- Interactive map of the Talan Towers area

General information
- Status: Completed
- Type: Mixed-use
- Location: Astana, Kazakhstan
- Coordinates: 51°07′29″N 71°25′56″E﻿ / ﻿51.12466°N 71.43232°E
- Construction started: June 2013
- Completed: 2017
- Inaugurated: 29 September 2017

Height
- Height: Tower 1: 145.6 m (478 ft) Tower 2: 119.8 m (393 ft)

Technical details
- Floor count: Tower 1: 30 Tower 2: 25
- Grounds: 120,000 m2

Design and construction
- Architecture firm: Skidmore, Owings & Merrill
- Developer: Astana Property Management

Website
- Official website

= Talan Towers =

Building complex in Kazakhstan

Talan Towers is a public and business complex located in the city of Astana, Kazakhstan. The complex consists of a podium and two towers with office, retail, hotel and residential premises. The 30-story Talan Towers Offices tower has a business center, and the 25-story The Ritz-Carlton Hotel and Apartments. The towers are connected by a shopping gallery.

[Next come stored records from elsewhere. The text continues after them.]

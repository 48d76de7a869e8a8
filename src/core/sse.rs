//! Incremental decoder for `text/event-stream` bodies.
//!
//! Chunks arrive at arbitrary byte boundaries, so partial lines are buffered
//! until their newline shows up. A blank line dispatches the pending frame.

#[derive(Debug, Clone, PartialEq, Eq)]
pub struct SseFrame {
    pub event: Option<String>,
    pub data: String,
    pub id: Option<String>,
}

#[derive(Debug, Default)]
pub struct SseDecoder {
    pending: Vec<u8>,
    event_name: Option<String>,
    data_buf: String,
    event_id: Option<String>,
    last_event_id: Option<String>,
}

impl SseDecoder {
    pub fn new() -> Self {
        Self::default()
    }

    /// Id of the last dispatched frame that carried one.
    pub fn last_event_id(&self) -> Option<&str> {
        self.last_event_id.as_deref()
    }

    pub fn feed(&mut self, chunk: &[u8]) -> Vec<SseFrame> {
        self.pending.extend_from_slice(chunk);
        let mut frames = Vec::new();

        while let Some(pos) = self.pending.iter().position(|b| *b == b'\n') {
            let mut raw: Vec<u8> = self.pending.drain(..=pos).collect();
            raw.pop();
            if raw.last() == Some(&b'\r') {
                raw.pop();
            }
            let line = String::from_utf8_lossy(&raw);
            if let Some(frame) = self.process_line(&line) {
                frames.push(frame);
            }
        }

        frames
    }

    fn process_line(&mut self, line: &str) -> Option<SseFrame> {
        if line.is_empty() {
            return self.dispatch();
        }
        if line.starts_with(':') {
            return None;
        }
        if let Some(rest) = line.strip_prefix("event:") {
            self.event_name = Some(rest.trim().to_string());
        } else if let Some(rest) = line.strip_prefix("data:") {
            if !self.data_buf.is_empty() {
                self.data_buf.push('\n');
            }
            self.data_buf.push_str(rest.trim_start());
        } else if let Some(rest) = line.strip_prefix("id:") {
            self.event_id = Some(rest.trim().to_string());
        }
        None
    }

    fn dispatch(&mut self) -> Option<SseFrame> {
        let event = self.event_name.take();
        let id = self.event_id.take();
        if self.data_buf.is_empty() {
            return None;
        }
        if id.is_some() {
            self.last_event_id = id.clone();
        }
        Some(SseFrame {
            event,
            data: std::mem::take(&mut self.data_buf),
            id,
        })
    }
}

The total area of the structure is around 106,194 m^{2}. It was built by order of the Kazakhstan group of companies 'Verny Capital' and opened in 2017.

In March 2018, the project received the LEED GOLD certificate.

==History==
Preparations for the construction of the Talan Towers began in 2012. On 18 June 2013, the first stone was laid. The construction took place in two stages: the first was completed in the fall of 2016, and the second in the spring of 2017. On 3 June 2017, the tower of The Ritz-Carlton, Astana was opened. And in September 2017, the opening of the tower of the Talan Towers Offices business center.

On 15 March 2018, Talan Towers received the international LEED certificate in the GOLD category. In September 2019 was presented the Talan Towers Executive Hub office space. Later this month, the 3-stages Talan Gallery opened. It is part of the Talan Towers architectural complex.

On 13 November 2019, Tesla Supercharger charging stations were installed at Talan Towers. These are the first Tesla chargers in the CIS officially presented by the company.

==Architecture and design==
The coordination of all participants in the construction was carried out by the American company Turner Construction. Talan Towers architectural concept developed by SOM (Skidmore, Owings & Merrill). Renaissance, Metal Yapi, Kone, KUKBO DESIGN, Energoprojekt and Elite Construction were involved in the construction of the buildings. Several companies participated in the development of the design of the complex's facilities: Pringle Brandon Perkins + Will, Callison and Richmond International. In the decoration of Talan Towers 56 types of natural stones were used, imported from quarries of Italy, Spain, Belgium, Germany, China, Turkey and India. Including Jurassic Limestone stones, Sahara Noir marble, Perlato Bianco, Bianco Carrara, Crema Marfi and Calacatta.

==Features==
The Talan Towers complex consists of two towers and a shopping gallery uniting them. Total area - 106,194 m^{2}.

===Talan Towers Offices===
The first Talan Towers Offices tower has a height of 145 m. and 30 floors. The total area of the business center is 31,908.3 m^{2}. Talan Towers Offices introduced green roofing technologies that retain heat, water saving and drip irrigation systems, reuse of rainwater to irrigate green spaces, and installed solar panels. Also, during construction, energy-saving glass was used to optimize the temperature and lighting inside the building.

===The Ritz-Carlton, Astana===
The second tower is owned by The Ritz-Carlton, Astana hotel. It owns 17 floors in a 25-story tower and consists of 157 rooms, Mokki and Selfie Astana restaurants, Mokki Cafe, Өzen lobby lounge, The Ritz-Carlton SPA, Astana and conference rooms area of over 1400 m^{2}. The seven upper floors of The Ritz-Carlton, Astana tower are reserved for 27 residences of The Ritz-Carlton Residences, Astana.

===Parking lot===
The parking lot in the Talan Towers consists of two levels and is designed for 550 places.